The problem | Report every line of the records below that contains the word "pair".

Task inputs |
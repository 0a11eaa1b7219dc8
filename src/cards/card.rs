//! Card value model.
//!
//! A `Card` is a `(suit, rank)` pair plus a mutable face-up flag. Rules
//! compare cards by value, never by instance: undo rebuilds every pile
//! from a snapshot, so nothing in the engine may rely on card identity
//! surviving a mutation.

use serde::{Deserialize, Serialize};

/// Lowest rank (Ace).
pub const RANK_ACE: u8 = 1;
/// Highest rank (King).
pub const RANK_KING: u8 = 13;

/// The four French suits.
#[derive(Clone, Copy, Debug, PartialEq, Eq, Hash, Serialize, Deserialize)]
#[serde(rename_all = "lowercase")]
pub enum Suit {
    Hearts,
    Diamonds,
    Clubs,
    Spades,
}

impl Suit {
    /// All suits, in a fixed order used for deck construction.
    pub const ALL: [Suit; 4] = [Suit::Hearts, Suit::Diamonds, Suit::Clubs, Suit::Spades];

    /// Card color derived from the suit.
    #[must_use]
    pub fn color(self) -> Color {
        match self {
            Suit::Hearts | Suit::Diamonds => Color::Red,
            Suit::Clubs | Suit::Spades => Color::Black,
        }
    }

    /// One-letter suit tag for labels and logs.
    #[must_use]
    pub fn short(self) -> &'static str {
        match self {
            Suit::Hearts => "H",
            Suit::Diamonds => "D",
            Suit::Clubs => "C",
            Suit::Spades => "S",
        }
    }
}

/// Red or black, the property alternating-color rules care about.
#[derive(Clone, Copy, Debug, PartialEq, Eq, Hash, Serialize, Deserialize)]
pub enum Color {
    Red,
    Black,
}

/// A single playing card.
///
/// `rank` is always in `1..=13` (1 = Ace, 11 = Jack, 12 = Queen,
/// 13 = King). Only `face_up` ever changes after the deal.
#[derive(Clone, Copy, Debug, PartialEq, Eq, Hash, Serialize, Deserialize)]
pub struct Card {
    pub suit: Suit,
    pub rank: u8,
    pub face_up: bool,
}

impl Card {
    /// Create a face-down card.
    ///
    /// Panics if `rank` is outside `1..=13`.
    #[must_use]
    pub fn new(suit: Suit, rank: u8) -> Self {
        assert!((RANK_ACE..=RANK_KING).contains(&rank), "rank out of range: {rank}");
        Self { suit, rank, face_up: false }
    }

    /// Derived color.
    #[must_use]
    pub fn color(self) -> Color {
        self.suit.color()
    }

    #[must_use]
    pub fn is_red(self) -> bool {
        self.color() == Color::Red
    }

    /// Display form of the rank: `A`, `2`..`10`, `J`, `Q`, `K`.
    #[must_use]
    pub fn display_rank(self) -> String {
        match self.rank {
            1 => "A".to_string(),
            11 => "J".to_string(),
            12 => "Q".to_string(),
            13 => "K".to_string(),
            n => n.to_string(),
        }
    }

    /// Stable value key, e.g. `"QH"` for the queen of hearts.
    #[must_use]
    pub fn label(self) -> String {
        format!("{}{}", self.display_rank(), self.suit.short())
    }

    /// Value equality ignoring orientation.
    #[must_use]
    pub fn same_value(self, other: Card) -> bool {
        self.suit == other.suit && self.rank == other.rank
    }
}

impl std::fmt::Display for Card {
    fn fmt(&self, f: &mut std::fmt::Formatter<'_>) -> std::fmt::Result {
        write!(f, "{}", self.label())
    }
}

---

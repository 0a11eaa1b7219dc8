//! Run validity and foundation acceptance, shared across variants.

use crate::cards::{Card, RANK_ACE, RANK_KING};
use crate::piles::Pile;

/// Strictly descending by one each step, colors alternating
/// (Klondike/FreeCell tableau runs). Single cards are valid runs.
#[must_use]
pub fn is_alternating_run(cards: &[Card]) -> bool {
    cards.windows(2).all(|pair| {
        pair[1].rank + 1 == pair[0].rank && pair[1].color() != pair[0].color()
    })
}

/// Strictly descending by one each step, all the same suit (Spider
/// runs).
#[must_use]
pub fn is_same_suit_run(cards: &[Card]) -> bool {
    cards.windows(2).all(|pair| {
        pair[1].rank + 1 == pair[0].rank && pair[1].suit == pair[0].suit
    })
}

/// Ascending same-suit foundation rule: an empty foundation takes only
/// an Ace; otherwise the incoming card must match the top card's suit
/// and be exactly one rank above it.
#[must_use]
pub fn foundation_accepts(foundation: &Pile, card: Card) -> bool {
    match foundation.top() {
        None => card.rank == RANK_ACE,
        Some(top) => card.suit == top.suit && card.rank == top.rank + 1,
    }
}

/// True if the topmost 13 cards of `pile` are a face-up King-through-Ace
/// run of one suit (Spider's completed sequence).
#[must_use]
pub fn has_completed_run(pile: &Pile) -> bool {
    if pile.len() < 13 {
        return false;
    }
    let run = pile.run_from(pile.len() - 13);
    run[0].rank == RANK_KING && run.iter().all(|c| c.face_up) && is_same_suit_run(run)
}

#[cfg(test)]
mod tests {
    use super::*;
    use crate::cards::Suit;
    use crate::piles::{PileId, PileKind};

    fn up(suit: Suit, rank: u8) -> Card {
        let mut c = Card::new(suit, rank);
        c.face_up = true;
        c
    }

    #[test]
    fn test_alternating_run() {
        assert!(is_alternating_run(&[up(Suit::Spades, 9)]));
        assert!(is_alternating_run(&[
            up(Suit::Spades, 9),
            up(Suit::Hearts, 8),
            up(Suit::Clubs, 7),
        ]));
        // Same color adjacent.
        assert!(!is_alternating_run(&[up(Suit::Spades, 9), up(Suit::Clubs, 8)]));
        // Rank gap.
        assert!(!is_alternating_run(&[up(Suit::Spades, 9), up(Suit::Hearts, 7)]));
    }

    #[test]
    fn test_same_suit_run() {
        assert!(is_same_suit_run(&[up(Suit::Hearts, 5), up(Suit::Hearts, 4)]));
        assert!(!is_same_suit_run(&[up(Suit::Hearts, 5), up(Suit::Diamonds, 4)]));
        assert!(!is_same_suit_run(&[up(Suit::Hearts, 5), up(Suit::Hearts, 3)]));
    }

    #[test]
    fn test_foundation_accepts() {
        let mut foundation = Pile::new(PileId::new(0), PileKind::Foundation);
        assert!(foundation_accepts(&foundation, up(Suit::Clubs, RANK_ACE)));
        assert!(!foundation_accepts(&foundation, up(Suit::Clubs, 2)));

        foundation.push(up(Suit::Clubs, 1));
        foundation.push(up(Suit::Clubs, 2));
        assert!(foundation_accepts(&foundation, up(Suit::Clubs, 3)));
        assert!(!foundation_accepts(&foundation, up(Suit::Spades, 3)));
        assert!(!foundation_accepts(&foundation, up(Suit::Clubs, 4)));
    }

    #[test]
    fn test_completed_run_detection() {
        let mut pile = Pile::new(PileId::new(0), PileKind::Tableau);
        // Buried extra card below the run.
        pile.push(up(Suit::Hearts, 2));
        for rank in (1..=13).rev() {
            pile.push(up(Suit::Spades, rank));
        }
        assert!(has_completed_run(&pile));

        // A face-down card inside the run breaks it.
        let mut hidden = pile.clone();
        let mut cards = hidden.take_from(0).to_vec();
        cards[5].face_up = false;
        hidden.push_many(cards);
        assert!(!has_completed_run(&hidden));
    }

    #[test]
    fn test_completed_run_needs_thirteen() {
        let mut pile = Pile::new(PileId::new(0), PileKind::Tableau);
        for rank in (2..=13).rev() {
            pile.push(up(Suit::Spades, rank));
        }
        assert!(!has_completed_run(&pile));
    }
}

Result for this task |
//! A `Card` is a `(suit, rank)` pair plus a mutable face-up flag. Rules
    cards.windows(2).all(|pair| {
        pair[1].rank + 1 == pair[0].rank && pair[1].color() != pair[0].color()
    cards.windows(2).all(|pair| {
        pair[1].rank + 1 == pair[0].rank && pair[1].suit == pair[0].suit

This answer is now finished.